## RECORDS SUPPLIED

#####

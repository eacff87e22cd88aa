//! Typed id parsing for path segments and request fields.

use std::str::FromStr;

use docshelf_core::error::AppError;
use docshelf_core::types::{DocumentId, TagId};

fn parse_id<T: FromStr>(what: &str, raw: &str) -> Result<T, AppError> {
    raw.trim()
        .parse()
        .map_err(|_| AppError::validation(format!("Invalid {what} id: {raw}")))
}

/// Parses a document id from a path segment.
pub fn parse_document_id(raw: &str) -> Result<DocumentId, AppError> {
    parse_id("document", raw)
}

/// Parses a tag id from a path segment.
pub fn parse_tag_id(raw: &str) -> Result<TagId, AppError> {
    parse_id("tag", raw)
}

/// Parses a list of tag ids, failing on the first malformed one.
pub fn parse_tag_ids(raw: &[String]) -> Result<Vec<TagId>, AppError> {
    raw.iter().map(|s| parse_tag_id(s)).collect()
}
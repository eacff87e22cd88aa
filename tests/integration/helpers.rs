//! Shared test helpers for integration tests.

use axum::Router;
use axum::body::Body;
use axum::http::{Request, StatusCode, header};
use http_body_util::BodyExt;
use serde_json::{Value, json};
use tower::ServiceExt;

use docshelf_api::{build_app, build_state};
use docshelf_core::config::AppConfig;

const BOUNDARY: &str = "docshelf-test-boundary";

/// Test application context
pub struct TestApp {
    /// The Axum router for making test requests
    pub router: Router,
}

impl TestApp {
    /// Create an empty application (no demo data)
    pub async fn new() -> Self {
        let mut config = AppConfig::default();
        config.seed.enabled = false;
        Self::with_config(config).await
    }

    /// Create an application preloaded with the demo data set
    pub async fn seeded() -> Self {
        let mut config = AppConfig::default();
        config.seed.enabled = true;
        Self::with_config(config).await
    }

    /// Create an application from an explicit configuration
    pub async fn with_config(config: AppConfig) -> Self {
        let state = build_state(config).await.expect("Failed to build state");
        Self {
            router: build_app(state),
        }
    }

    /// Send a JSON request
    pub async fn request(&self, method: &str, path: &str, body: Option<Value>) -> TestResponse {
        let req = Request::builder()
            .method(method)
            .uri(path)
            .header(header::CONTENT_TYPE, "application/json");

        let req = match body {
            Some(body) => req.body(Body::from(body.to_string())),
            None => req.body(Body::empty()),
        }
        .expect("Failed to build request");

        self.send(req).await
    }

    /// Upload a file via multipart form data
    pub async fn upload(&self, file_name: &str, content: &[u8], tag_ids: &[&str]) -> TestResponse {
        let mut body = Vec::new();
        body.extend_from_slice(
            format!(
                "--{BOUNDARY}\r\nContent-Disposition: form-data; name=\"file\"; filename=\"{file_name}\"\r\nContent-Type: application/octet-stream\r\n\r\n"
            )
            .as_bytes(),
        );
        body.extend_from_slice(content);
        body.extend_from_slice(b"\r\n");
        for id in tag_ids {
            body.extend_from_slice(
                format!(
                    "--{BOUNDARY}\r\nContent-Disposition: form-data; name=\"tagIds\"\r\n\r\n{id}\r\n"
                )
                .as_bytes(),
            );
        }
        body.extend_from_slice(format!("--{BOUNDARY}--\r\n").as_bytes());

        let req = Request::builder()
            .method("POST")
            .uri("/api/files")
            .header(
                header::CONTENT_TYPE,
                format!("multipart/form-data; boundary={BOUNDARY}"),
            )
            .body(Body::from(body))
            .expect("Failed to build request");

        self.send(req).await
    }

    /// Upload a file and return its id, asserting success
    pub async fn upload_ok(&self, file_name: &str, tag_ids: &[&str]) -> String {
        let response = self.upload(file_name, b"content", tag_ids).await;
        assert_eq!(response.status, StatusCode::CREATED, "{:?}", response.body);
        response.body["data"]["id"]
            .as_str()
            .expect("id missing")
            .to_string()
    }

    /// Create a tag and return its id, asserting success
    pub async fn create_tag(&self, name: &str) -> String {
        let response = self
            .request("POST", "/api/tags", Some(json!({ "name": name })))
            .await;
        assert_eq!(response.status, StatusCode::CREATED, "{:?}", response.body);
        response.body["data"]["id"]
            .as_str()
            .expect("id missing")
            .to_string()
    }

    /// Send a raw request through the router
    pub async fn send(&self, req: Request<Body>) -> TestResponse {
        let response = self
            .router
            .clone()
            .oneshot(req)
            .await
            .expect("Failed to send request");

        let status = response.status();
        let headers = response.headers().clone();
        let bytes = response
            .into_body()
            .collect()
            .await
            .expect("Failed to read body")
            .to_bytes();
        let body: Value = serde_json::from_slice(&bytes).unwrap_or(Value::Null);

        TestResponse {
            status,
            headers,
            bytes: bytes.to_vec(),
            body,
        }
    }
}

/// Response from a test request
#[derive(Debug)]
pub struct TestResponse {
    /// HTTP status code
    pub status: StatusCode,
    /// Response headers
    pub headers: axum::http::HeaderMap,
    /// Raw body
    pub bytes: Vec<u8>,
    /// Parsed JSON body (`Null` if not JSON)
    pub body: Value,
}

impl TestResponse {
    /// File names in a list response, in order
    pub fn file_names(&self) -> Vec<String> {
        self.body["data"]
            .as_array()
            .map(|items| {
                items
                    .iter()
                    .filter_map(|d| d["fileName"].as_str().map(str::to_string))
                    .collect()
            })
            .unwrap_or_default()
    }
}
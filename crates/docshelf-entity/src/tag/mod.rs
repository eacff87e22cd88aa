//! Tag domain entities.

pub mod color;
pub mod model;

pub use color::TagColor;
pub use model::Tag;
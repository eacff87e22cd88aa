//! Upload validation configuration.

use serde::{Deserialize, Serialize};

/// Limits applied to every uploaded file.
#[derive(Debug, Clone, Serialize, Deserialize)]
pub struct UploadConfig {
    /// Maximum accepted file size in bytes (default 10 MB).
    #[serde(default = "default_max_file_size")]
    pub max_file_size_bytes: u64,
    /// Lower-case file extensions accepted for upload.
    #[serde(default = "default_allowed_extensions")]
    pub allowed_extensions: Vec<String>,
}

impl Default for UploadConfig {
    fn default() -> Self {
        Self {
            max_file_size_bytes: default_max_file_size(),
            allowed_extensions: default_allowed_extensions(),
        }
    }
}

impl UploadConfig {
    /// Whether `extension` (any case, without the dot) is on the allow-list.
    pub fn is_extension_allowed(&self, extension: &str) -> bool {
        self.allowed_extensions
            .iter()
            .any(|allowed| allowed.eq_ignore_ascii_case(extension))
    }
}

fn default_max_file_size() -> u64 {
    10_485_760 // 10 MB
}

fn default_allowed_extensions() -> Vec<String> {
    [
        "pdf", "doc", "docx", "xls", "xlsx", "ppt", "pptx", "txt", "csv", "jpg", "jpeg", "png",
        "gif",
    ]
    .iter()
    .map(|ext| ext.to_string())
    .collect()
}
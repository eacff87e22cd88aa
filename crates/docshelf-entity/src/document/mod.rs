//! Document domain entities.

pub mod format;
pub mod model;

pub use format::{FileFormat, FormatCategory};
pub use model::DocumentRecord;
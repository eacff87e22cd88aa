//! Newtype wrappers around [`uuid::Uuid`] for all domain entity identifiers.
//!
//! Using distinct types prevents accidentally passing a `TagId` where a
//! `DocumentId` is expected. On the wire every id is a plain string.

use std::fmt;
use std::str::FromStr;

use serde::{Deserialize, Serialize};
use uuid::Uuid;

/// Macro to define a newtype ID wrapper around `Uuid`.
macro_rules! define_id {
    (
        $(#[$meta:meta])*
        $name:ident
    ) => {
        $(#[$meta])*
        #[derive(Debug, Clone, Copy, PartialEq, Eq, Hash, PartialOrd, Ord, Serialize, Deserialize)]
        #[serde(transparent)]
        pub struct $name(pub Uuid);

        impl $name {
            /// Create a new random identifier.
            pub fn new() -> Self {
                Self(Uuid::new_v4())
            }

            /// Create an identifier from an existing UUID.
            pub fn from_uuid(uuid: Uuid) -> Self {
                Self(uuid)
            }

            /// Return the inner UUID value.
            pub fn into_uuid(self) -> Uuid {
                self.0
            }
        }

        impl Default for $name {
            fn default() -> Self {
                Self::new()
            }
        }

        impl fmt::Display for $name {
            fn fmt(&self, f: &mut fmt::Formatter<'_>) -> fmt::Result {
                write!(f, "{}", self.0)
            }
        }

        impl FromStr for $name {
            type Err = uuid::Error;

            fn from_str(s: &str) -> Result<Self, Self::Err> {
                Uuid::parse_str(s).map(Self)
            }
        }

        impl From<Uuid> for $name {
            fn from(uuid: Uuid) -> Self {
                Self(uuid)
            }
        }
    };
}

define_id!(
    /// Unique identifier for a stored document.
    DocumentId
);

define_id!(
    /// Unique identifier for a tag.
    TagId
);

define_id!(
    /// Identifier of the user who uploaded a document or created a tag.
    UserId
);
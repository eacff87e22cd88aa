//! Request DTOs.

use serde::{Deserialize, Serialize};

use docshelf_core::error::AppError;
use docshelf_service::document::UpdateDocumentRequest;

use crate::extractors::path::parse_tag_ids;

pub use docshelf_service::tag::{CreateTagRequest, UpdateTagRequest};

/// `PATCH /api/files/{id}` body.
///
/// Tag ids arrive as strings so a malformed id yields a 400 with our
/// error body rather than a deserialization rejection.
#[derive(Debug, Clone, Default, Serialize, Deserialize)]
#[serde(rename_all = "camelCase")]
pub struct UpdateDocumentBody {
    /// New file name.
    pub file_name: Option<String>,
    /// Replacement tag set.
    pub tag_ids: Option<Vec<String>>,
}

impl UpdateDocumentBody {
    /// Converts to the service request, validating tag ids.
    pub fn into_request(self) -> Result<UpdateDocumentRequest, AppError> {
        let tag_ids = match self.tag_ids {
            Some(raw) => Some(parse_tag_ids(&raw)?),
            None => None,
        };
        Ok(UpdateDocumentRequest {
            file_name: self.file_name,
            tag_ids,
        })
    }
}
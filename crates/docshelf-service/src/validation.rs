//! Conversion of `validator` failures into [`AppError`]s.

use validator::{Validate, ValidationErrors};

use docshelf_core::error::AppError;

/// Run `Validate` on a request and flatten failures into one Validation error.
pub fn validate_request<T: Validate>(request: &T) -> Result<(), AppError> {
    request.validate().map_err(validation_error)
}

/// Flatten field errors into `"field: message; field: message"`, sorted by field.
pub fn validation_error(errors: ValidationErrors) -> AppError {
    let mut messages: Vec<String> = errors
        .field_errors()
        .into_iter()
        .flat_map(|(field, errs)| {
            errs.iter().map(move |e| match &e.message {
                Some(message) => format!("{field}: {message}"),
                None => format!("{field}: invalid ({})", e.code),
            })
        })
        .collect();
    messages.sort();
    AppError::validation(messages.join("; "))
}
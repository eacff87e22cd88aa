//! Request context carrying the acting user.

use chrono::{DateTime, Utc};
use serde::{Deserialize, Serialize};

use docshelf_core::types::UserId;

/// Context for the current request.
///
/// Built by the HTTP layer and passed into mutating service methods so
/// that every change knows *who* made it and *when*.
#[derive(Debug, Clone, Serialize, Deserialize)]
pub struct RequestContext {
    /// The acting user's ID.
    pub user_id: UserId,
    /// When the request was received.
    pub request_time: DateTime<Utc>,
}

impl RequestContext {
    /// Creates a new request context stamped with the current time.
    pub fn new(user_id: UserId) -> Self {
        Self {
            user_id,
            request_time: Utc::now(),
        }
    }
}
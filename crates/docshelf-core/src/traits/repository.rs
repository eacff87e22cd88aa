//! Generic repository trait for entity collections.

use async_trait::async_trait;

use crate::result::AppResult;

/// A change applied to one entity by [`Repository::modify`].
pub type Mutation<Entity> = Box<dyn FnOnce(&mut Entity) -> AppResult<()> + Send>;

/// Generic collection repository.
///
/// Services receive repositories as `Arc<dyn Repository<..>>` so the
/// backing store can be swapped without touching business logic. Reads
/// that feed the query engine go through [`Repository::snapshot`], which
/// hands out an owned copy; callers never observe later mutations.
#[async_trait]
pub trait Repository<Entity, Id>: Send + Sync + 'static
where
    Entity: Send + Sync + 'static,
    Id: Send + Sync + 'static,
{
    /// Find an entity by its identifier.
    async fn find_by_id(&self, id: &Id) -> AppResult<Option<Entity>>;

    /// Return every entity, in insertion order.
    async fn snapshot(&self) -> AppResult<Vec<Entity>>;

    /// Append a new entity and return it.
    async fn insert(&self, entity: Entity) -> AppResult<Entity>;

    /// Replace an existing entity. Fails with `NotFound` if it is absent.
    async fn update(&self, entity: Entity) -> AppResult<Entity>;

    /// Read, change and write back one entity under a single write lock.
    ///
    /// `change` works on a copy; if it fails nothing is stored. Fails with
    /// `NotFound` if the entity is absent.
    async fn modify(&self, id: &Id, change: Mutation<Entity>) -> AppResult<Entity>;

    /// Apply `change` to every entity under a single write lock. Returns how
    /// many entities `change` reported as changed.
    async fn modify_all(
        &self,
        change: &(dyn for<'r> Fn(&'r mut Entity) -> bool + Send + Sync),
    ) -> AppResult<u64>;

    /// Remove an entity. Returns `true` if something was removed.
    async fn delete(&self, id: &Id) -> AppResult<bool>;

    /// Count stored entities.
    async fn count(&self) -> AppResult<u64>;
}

#####

## EXERCISE DIRECTIONS
Check every line of the data above for the string "static", and copy those that have it.

## OUTPUT BELOW
pub trait Repository<Entity, Id>: Send + Sync + 'static
    Entity: Send + Sync + 'static,
    Id: Send + Sync + 'static,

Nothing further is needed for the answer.